También visité la majestuosa Iglesia de Santa Eulalia, donde está la pila en la que el Cardenal Cisneros bautizó a Catalina, hija de Juana, que sería un día la Reina Catalina de Portugal. Una mujer conocida por su gran corazón, lo que no me extraña, por haber nacido en una tierra de gente tan maja. Un poco de ese buen rollo llevaría Catalina en el alma.

Si esto no bastara ya, conocí la ermita románica de Santa Cruz, ubicada en el cementerio, y que inspiró al gran José Zorrilla (nieto del pueblo donde pasó muchos veranos) para escribir su cuento de La mujer negra.

Desde entonces, ya volví muchas otras veces porque quiero seguir viviendo Torquemada con todos los sentidos.
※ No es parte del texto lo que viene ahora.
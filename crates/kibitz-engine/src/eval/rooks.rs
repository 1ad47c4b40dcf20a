//! Rook placement: open files, the seventh rank, connected rooks.

use chess::{Board, Color, EMPTY, Piece, Rank, get_file};

use crate::eval::weights::EvalWeights;

/// Rook terms for `color`.
///
/// A file is open when it holds no pawn of either color. The seventh rank
/// is rank 7 for White and rank 2 for Black. Every pair of rooks on a
/// common file or rank earns the connected bonus once.
pub fn rooks(board: &Board, color: Color, weights: &EvalWeights) -> f32 {
    let rooks = *board.pieces(Piece::Rook) & *board.color_combined(color);
    let pawns = *board.pieces(Piece::Pawn);
    let seventh = match color {
        Color::White => Rank::Seventh,
        Color::Black => Rank::Second,
    };

    let mut open = 0u32;
    let mut on_seventh = 0u32;
    for sq in rooks {
        if (pawns & get_file(sq.get_file())) == EMPTY {
            open += 1;
        }
        if sq.get_rank() == seventh {
            on_seventh += 1;
        }
    }

    let squares: Vec<_> = rooks.collect();
    let mut connected = 0u32;
    for (i, a) in squares.iter().enumerate() {
        for b in &squares[i + 1..] {
            if a.get_file() == b.get_file() || a.get_rank() == b.get_rank() {
                connected += 1;
            }
        }
    }

    open as f32 * weights.rook_open_file
        + on_seventh as f32 * weights.rook_seventh
        + connected as f32 * weights.rook_connected
}
//! Killer moves and the history heuristic for quiet move ordering.

use kibitz_core::Move;

use crate::search::pvs::MAX_PLY;

/// Up to two quiet moves per remaining depth that caused a beta cutoff.
#[derive(Debug, Clone)]
pub struct KillerTable {
    slots: Vec<[Option<Move>; 2]>,
}

impl KillerTable {
    pub fn new() -> Self {
        Self {
            slots: vec![[None; 2]; MAX_PLY],
        }
    }

    /// Record `mv` as the newest killer at `depth`.
    ///
    /// The previous newest killer moves to the second slot unless it is
    /// `mv` itself.
    pub fn store(&mut self, depth: i32, mv: Move) {
        let Some(slot) = usize::try_from(depth).ok().and_then(|d| self.slots.get_mut(d)) else {
            return;
        };
        if slot[0] != Some(mv) {
            slot[1] = slot[0];
            slot[0] = Some(mv);
        }
    }

    /// Killers at `depth`, newest first.
    pub fn get(&self, depth: i32) -> [Option<Move>; 2] {
        usize::try_from(depth)
            .ok()
            .and_then(|d| self.slots.get(d))
            .copied()
            .unwrap_or([None; 2])
    }

    /// Number of occupied slots across all depths.
    pub fn occupied(&self) -> usize {
        self.slots.iter().flatten().filter(|m| m.is_some()).count()
    }

    pub fn clear(&mut self) {
        self.slots.fill([None; 2]);
    }
}

impl Default for KillerTable {
    fn default() -> Self {
        Self::new()
    }
}

/// Cutoff counts per (origin, destination) square pair.
///
/// Scores saturate at `i32::MAX` and are never decayed.
#[derive(Debug, Clone)]
pub struct HistoryTable {
    table: Box<[[i32; 64]; 64]>,
}

impl HistoryTable {
    pub fn new() -> Self {
        Self {
            table: Box::new([[0; 64]; 64]),
        }
    }

    /// Reward a quiet move that caused a cutoff at `depth`.
    pub fn update(&mut self, mv: Move, depth: i32) {
        let bonus = depth.saturating_mul(depth);
        let entry = &mut self.table[mv.get_source().to_index()][mv.get_dest().to_index()];
        *entry = entry.saturating_add(bonus);
    }

    pub fn score(&self, mv: Move) -> i32 {
        self.table[mv.get_source().to_index()][mv.get_dest().to_index()]
    }

    pub fn clear(&mut self) {
        self.table.iter_mut().for_each(|row| row.fill(0));
    }
}

impl Default for HistoryTable {
    fn default() -> Self {
        Self::new()
    }
}

#[cfg(test)]
mod tests {
    use std::str::FromStr;

    use kibitz_core::Move;

    use super::*;

    fn mv(text: &str) -> Move {
        Move::from_str(text).unwrap()
    }

    #[test]
    fn killers_are_newest_first() {
        let mut kt = KillerTable::new();
        kt.store(4, mv("e2e4"));
        kt.store(4, mv("d2d4"));
        assert_eq!(kt.get(4), [Some(mv("d2d4")), Some(mv("e2e4"))]);

        // A third killer evicts the oldest.
        kt.store(4, mv("c2c4"));
        assert_eq!(kt.get(4), [Some(mv("c2c4")), Some(mv("d2d4"))]);
        assert!(!kt.get(4).contains(&Some(mv("e2e4"))));
    }

    #[test]
    fn repeated_killer_does_not_shift() {
        let mut kt = KillerTable::new();
        kt.store(2, mv("e2e4"));
        kt.store(2, mv("d2d4"));
        kt.store(2, mv("d2d4"));
        assert_eq!(kt.get(2)[1], Some(mv("e2e4")));
        assert_eq!(kt.occupied(), 2);
    }

    #[test]
    fn killers_are_per_depth_and_clearable() {
        let mut kt = KillerTable::new();
        kt.store(3, mv("g1f3"));
        assert_eq!(kt.get(2), [None; 2]);
        kt.store(-1, mv("g1f3"));
        kt.store(10_000, mv("g1f3"));
        assert_eq!(kt.occupied(), 1);
        kt.clear();
        assert_eq!(kt.occupied(), 0);
    }

    #[test]
    fn history_adds_depth_squared() {
        let mut ht = HistoryTable::new();
        ht.update(mv("g1f3"), 3);
        ht.update(mv("g1f3"), 2);
        assert_eq!(ht.score(mv("g1f3")), 13);
        assert_eq!(ht.score(mv("b1c3")), 0);
    }

    #[test]
    fn history_saturates() {
        let mut ht = HistoryTable::new();
        for _ in 0..10 {
            ht.update(mv("a2a3"), 40_000);
        }
        assert_eq!(ht.score(mv("a2a3")), i32::MAX);
        ht.clear();
        assert_eq!(ht.score(mv("a2a3")), 0);
    }
}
Estamos a las puertas de la Feria del Pimiento, una oportunidad preciosa para saborear Torque, principalmente, claro, su famoso fruto autóctono, reconocido sobre todo por el grosor de su carne, sus colores espectaculares, su dulce sabor y sus característicos cuatro morros. Para continuar con la gastronomía de la villa, tenemos el queso, la cerveza y el vino. ¡Jolines! ¡Es mucho patrimonio gastronómico para una sola localidad! ¡Nos toca disfrutarlo, pues!

Por cierto, hay que conocer el vino de hielo. Por si no lo sabes, sólo tres bodegas de España producen este vino dulce, fruto de una vendimia tardía, generalmente en diciembre, con las uvas congeladas. Hay que degustarlo despacio y de ojos cerrados. De preferencia, escuchando la buena música que mana de los instrumentos de Federico Acitores y Ana María de la Cruz, iconos de la organería ibérica, con un taller que nos enorgullece a todos. Es decir: Torquemada también tiene su buena música.

Para ir acabando, os recuerdo el santuario de Nuestra Señora de Valdesalce, el Museo Bustos, las tradicionales bodegas y las pintorescas minas de yeso que conocí recientemente. Vale la pena arriesgarse un poquitín para subir al monte y caminar por las galerías excavadas a pico y pala, aunque no reúnan las mejores condiciones para visitas turísticas. Ojo: es mejor ir con uno que sepa verdaderamente donde se mete. Con la hospitalidad típica de los “rabudos”, a mí me llevó un amigo que recorre este terreno desde niño. En el exterior, contemplamos pájaros, corzos, conejos y toda la naturaleza local. Un día precioso que desembocó precisamente en estas líneas. ¡Id a Torquemada! Para ver, tocar, oír, oler y saborear a lo grande.

* Dedicado a mi querida amiga Sonia García Lerma.